Your answer should consist of each line below that contains the string "struct".
== Segment start ==
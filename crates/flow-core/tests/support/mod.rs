//! Fixtures compartidas por los tests de integración de flow-core.
#![allow(dead_code)]

use std::sync::Arc;

use chrono::{DateTime, TimeZone, Utc};
use flow_core::checkpoint::{CheckpointStore, InitiatorKind, StartContext};
use flow_core::event::{CryptoResponse, ExternalEventResponse, ExternalEventRetry, PersistenceResponse,
                       ResponsePayload, SessionEvent, SessionInit, SessionPayload, StartFlow, Wakeup};
use flow_core::external::ExternalChannel;
use flow_core::pipeline::CountingObserver;
use flow_core::session::InMemoryFlowSandbox;
use flow_core::{Clock, FixedClock, FlowEvent, FlowEventPipeline, FlowFatalError, FlowId, HoldingIdentity,
                InMemoryCheckpointStore, PipelineConfig, PipelineOutcome};
use serde_json::json;

pub const SESSION: &str = "S1";

pub fn alice() -> HoldingIdentity {
    HoldingIdentity::new("O=Alice, L=London, C=GB", "group-1")
}

pub fn bob() -> HoldingIdentity {
    HoldingIdentity::new("O=Bob, L=Paris, C=FR", "group-1")
}

pub fn t0() -> DateTime<Utc> {
    Utc.with_ymd_and_hms(2024, 5, 1, 12, 0, 0).unwrap()
}

pub fn test_config() -> PipelineConfig {
    PipelineConfig { session_resend_window_ms: 1_000,
                     external_event_resend_window_ms: 10_000,
                     session_out_of_order_limit: 8 }
}

/// Pipeline con reloj fijo, contador de observaciones y store en memoria.
pub struct Harness {
    pub pipeline: FlowEventPipeline,
    pub clock: Arc<FixedClock>,
    pub observer: Arc<CountingObserver>,
    pub store: InMemoryCheckpointStore,
}

impl Harness {
    pub fn new() -> Self {
        let clock = Arc::new(FixedClock::new(t0()));
        let observer = Arc::new(CountingObserver::new());
        let sandbox = InMemoryFlowSandbox::new().with_mapping("X", "Ping", "PingResponder");
        let pipeline = FlowEventPipeline::builder().with_config(test_config())
                                                   .with_clock(clock.clone())
                                                   .with_observer(observer.clone())
                                                   .with_sandbox(Arc::new(sandbox))
                                                   .build();
        Self { pipeline,
               clock,
               observer,
               store: InMemoryCheckpointStore::default() }
    }

    pub fn now(&self) -> DateTime<Utc> {
        self.clock.now()
    }

    /// Carga, procesa y, si el evento se aplicó, persiste el checkpoint.
    pub fn deliver(&mut self, event: FlowEvent) -> Result<PipelineOutcome, FlowFatalError> {
        let checkpoint = self.store.load(event.flow_id);
        let outcome = self.pipeline.process(checkpoint, event)?;
        if let PipelineOutcome::Processed { context, .. } = &outcome {
            self.store.commit(context.checkpoint.clone());
        }
        Ok(outcome)
    }
}

pub fn start_context() -> StartContext {
    StartContext { requesting_identity: alice(),
                   holding_identity: alice(),
                   initiator: InitiatorKind::LocalClient { client_request_id: "client-1".into() },
                   cpi_id: "X".into(),
                   flow_class_name: "Ping".into(),
                   start_args: Some("{\"n\":1}".into()),
                   created_at: t0() }
}

pub fn start_flow(flow_id: FlowId) -> FlowEvent {
    FlowEvent::new(flow_id, StartFlow { start_context: start_context() })
}

pub fn wakeup(flow_id: FlowId) -> FlowEvent {
    FlowEvent::new(flow_id, Wakeup)
}

/// Mensaje de Alice hacia Bob en la sesión `S1`.
pub fn session_message(seq: Option<u64>, payload: SessionPayload) -> SessionEvent {
    SessionEvent { session_id: SESSION.into(),
                   source: alice(),
                   destination: bob(),
                   sequence_num: seq,
                   timestamp: t0(),
                   payload }
}

pub fn session_init(flow_id: FlowId) -> FlowEvent {
    let init = SessionPayload::Init(SessionInit { flow_name: "Ping".into(),
                                                  cpi_id: "X".into(),
                                                  payload: Some(b"hello".to_vec()) });
    FlowEvent::new(flow_id, session_message(Some(0), init))
}

pub fn session_data(flow_id: FlowId, seq: u64) -> FlowEvent {
    FlowEvent::new(flow_id, session_message(Some(seq), SessionPayload::Data { payload: vec![seq as u8] }))
}

pub fn success(data: serde_json::Value) -> ResponsePayload {
    ResponsePayload::Success { data }
}

pub fn external_response(flow_id: FlowId, request_id: &str) -> FlowEvent {
    FlowEvent::new(flow_id,
                   ExternalEventResponse { request_id: request_id.into(),
                                           payload: success(json!({"rate": 1.25})),
                                           timestamp: t0() })
}

pub fn crypto_response(flow_id: FlowId, request_id: &str) -> FlowEvent {
    FlowEvent::new(flow_id,
                   CryptoResponse { request_id: request_id.into(),
                                    result: success(json!({"signature": "c2ln"})) })
}

pub fn persistence_response(flow_id: FlowId, request_id: &str) -> FlowEvent {
    FlowEvent::new(flow_id,
                   PersistenceResponse { request_id: request_id.into(),
                                         result: success(json!({"rows": 3})) })
}

pub fn retry(flow_id: FlowId, channel: ExternalChannel, retries: u32) -> FlowEvent {
    FlowEvent::new(flow_id, ExternalEventRetry { channel, retries })
}
//! flow-processor: consumo por lotes del log particionado.
//!
//! Flujos distintos se procesan en paralelo; los eventos de un mismo flujo,
//! en orden y de uno en uno.
pub mod config;
pub mod processor;
pub mod store;

pub use config::ProcessorConfig;
pub use processor::{BatchResult, FlowEventProcessor};
pub use store::{CommitKind, DashMapCheckpointStore};
//! Módulo de hashing y canonicalización JSON.

pub mod canonical_json;
pub mod hash;

pub use canonical_json::to_canonical_json;
pub use hash::{hash_str, hash_value};
//! Contexto que viaja por las etapas del pipeline.
//!
//! Se pasa por valor: cada etapa recibe el contexto y devuelve el nuevo. Si
//! una etapa falla, el llamador conserva el checkpoint original (clonado al
//! cargar) y el contexto parcial simplemente se descarta.
use chrono::{DateTime, Utc};

use crate::checkpoint::Checkpoint;
use crate::config::PipelineConfig;
use crate::event::{FlowEvent, OutputRecord};
use crate::identity::FlowId;

#[derive(Debug, Clone, PartialEq)]
pub struct FlowEventContext<T> {
    pub checkpoint: Checkpoint,
    /// Evento tal como llegó del log.
    pub input_event: FlowEvent,
    /// Payload tipado para el handler en curso.
    pub input_payload: T,
    pub output_records: Vec<OutputRecord>,
    pub config: PipelineConfig,
    pub received_at: DateTime<Utc>,
}

impl<T> FlowEventContext<T> {
    pub fn flow_id(&self) -> FlowId {
        self.input_event.flow_id
    }

    pub fn event_type(&self) -> &'static str {
        self.input_event.payload.type_name()
    }

    /// Cambia el payload tipado conservando el resto.
    pub fn with_payload<U>(self, payload: U) -> FlowEventContext<U> {
        FlowEventContext { checkpoint: self.checkpoint,
                           input_event: self.input_event,
                           input_payload: payload,
                           output_records: self.output_records,
                           config: self.config,
                           received_at: self.received_at }
    }

    pub fn push_output(&mut self, record: OutputRecord) {
        self.output_records.push(record);
    }
}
== Segment end ==
» **Task solution**
pub struct Harness {
pub struct FlowEventContext<T> {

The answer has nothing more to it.